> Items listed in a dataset
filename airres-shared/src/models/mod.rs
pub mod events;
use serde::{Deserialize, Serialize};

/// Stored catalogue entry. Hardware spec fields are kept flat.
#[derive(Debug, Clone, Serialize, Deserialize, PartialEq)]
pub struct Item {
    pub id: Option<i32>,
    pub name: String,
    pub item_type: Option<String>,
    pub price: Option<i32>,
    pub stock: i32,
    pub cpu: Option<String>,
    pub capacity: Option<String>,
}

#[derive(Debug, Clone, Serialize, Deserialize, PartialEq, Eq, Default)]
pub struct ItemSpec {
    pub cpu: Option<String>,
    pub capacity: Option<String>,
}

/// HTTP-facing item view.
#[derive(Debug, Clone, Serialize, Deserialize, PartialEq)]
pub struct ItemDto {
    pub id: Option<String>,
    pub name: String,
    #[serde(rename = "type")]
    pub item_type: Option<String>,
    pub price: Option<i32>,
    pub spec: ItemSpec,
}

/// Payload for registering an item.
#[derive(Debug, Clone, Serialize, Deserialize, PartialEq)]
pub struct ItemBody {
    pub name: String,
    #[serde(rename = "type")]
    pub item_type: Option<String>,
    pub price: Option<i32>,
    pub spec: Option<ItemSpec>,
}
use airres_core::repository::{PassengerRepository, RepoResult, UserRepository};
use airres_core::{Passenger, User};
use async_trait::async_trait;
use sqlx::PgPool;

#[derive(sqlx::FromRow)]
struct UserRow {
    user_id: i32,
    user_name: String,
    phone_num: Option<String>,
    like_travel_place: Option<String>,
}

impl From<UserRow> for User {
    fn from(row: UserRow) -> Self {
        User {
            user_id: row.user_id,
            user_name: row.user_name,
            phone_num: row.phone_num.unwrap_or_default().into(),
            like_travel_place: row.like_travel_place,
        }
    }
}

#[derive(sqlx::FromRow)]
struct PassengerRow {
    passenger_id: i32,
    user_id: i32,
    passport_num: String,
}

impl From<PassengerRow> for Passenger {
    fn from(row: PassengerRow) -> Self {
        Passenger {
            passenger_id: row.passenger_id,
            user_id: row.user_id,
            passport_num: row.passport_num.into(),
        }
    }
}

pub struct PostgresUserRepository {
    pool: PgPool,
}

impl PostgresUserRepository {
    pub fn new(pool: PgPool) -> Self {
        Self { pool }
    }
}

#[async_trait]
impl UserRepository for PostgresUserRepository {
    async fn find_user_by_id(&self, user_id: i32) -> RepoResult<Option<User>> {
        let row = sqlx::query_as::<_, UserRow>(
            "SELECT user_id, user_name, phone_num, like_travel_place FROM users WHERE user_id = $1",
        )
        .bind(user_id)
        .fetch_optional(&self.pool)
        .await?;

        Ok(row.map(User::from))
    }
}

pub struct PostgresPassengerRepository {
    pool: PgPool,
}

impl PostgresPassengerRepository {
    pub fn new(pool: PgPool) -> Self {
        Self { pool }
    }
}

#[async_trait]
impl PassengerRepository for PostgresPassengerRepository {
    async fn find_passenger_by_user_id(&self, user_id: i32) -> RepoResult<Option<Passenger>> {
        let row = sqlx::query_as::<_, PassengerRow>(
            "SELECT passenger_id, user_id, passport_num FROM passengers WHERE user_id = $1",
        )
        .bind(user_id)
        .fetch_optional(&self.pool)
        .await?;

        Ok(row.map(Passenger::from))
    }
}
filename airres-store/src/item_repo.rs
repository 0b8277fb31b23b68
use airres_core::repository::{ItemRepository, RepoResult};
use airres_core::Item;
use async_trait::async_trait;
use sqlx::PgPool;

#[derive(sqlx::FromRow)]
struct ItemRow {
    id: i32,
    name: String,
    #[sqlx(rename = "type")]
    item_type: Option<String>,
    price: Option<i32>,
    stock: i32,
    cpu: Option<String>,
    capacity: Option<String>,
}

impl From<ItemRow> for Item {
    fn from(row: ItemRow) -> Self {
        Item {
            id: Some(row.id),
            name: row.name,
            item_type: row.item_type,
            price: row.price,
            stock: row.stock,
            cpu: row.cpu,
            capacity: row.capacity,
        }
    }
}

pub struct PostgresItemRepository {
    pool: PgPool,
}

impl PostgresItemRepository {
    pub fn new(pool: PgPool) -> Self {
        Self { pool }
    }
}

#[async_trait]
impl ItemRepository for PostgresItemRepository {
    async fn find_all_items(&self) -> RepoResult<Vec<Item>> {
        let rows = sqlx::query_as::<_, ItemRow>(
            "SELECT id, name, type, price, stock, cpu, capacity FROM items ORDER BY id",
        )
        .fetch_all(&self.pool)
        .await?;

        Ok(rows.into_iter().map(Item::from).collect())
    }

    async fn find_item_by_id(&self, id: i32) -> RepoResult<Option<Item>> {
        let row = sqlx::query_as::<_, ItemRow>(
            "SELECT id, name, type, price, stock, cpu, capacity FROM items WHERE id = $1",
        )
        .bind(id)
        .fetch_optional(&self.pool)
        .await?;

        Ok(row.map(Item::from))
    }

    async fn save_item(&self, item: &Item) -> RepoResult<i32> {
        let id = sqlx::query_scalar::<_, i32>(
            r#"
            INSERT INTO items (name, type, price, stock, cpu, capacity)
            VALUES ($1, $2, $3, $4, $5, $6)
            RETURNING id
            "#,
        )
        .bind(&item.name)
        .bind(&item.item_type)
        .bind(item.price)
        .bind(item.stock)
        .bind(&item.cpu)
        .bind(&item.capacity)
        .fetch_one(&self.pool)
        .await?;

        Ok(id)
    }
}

> ASSIGNMENT
Exact retyping of all the entries is required.

> RESPONSE TO THE EXERCISE
filename airres-shared/src/models/mod.rs
pub mod events;
use serde::{Deserialize, Serialize};

/// Stored catalogue entry. Hardware spec fields are kept flat.
#[derive(Debug, Clone, Serialize, Deserialize, PartialEq)]
pub struct Item {
    pub id: Option<i32>,
    pub name: String,
    pub item_type: Option<String>,
    pub price: Option<i32>,
    pub stock: i32,
    pub cpu: Option<String>,
    pub capacity: Option<String>,
}

#[derive(Debug, Clone, Serialize, Deserialize, PartialEq, Eq, Default)]
pub struct ItemSpec {
    pub cpu: Option<String>,
    pub capacity: Option<String>,
}

/// HTTP-facing item view.
#[derive(Debug, Clone, Serialize, Deserialize, PartialEq)]
pub struct ItemDto {
    pub id: Option<String>,
    pub name: String,
    #[serde(rename = "type")]
    pub item_type: Option<String>,
    pub price: Option<i32>,
    pub spec: ItemSpec,
}

/// Payload for registering an item.
#[derive(Debug, Clone, Serialize, Deserialize, PartialEq)]
pub struct ItemBody {
    pub name: String,
    #[serde(rename = "type")]
    pub item_type: Option<String>,
    pub price: Option<i32>,
    pub spec: Option<ItemSpec>,
}
use airres_core::repository::{PassengerRepository, RepoResult, UserRepository};
use airres_core::{Passenger, User};
use async_trait::async_trait;
use sqlx::PgPool;

#[derive(sqlx::FromRow)]
struct UserRow {
    user_id: i32,
    user_name: String,
    phone_num: Option<String>,
    like_travel_place: Option<String>,
}

impl From<UserRow> for User {
    fn from(row: UserRow) -> Self {
        User {
            user_id: row.user_id,
            user_name: row.user_name,
            phone_num: row.phone_num.unwrap_or_default().into(),
            like_travel_place: row.like_travel_place,
        }
    }
}

#[derive(sqlx::FromRow)]
struct PassengerRow {
    passenger_id: i32,
    user_id: i32,
    passport_num: String,
}

impl From<PassengerRow> for Passenger {
    fn from(row: PassengerRow) -> Self {
        Passenger {
            passenger_id: row.passenger_id,
            user_id: row.user_id,
            passport_num: row.passport_num.into(),
        }
    }
}

pub struct PostgresUserRepository {
    pool: PgPool,
}

impl PostgresUserRepository {
    pub fn new(pool: PgPool) -> Self {
        Self { pool }
    }
}

#[async_trait]
impl UserRepository for PostgresUserRepository {
    async fn find_user_by_id(&self, user_id: i32) -> RepoResult<Option<User>> {
        let row = sqlx::query_as::<_, UserRow>(
            "SELECT user_id, user_name, phone_num, like_travel_place FROM users WHERE user_id = $1",
        )
        .bind(user_id)
        .fetch_optional(&self.pool)
        .await?;

        Ok(row.map(User::from))
    }
}

pub struct PostgresPassengerRepository {
    pool: PgPool,
}

impl PostgresPassengerRepository {
    pub fn new(pool: PgPool) -> Self {
        Self { pool }
    }
}

#[async_trait]
impl PassengerRepository for PostgresPassengerRepository {
    async fn find_passenger_by_user_id(&self, user_id: i32) -> RepoResult<Option<Passenger>> {
        let row = sqlx::query_as::<_, PassengerRow>(
            "SELECT passenger_id, user_id, passport_num FROM passengers WHERE user_id = $1",
        )
        .bind(user_id)
        .fetch_optional(&self.pool)
        .await?;

        Ok(row.map(Passenger::from))
    }
}
filename airres-store/src/item_repo.rs
repository 0b8277fb31b23b68
use airres_core::repository::{ItemRepository, RepoResult};
use airres_core::Item;
use async_trait::async_trait;
use sqlx::PgPool;

#[derive(sqlx::FromRow)]
struct ItemRow {
    id: i32,
    name: String,
    #[sqlx(rename = "type")]
    item_type: Option<String>,
    price: Option<i32>,
    stock: i32,
    cpu: Option<String>,
    capacity: Option<String>,
}

impl From<ItemRow> for Item {
    fn from(row: ItemRow) -> Self {
        Item {
            id: Some(row.id),
            name: row.name,
            item_type: row.item_type,
            price: row.price,
            stock: row.stock,
            cpu: row.cpu,
            capacity: row.capacity,
        }
    }
}

pub struct PostgresItemRepository {
    pool: PgPool,
}

impl PostgresItemRepository {
    pub fn new(pool: PgPool) -> Self {
        Self { pool }
    }
}

#[async_trait]
impl ItemRepository for PostgresItemRepository {
    async fn find_all_items(&self) -> RepoResult<Vec<Item>> {
        let rows = sqlx::query_as::<_, ItemRow>(
            "SELECT id, name, type, price, stock, cpu, capacity FROM items ORDER BY id",
        )
        .fetch_all(&self.pool)
        .await?;

        Ok(rows.into_iter().map(Item::from).collect())
    }

    async fn find_item_by_id(&self, id: i32) -> RepoResult<Option<Item>> {
        let row = sqlx::query_as::<_, ItemRow>(
            "SELECT id, name, type, price, stock, cpu, capacity FROM items WHERE id = $1",
        )
        .bind(id)
        .fetch_optional(&self.pool)
        .await?;

        Ok(row.map(Item::from))
    }

    async fn save_item(&self, item: &Item) -> RepoResult<i32> {
        let id = sqlx::query_scalar::<_, i32>(
            r#"
            INSERT INTO items (name, type, price, stock, cpu, capacity)
            VALUES ($1, $2, $3, $4, $5, $6)
            RETURNING id
            "#,
        )
        .bind(&item.name)
        .bind(&item.item_type)
        .bind(item.price)
        .bind(item.stock)
        .bind(&item.cpu)
        .bind(&item.capacity)
        .fetch_one(&self.pool)
        .await?;

        Ok(id)
    }
}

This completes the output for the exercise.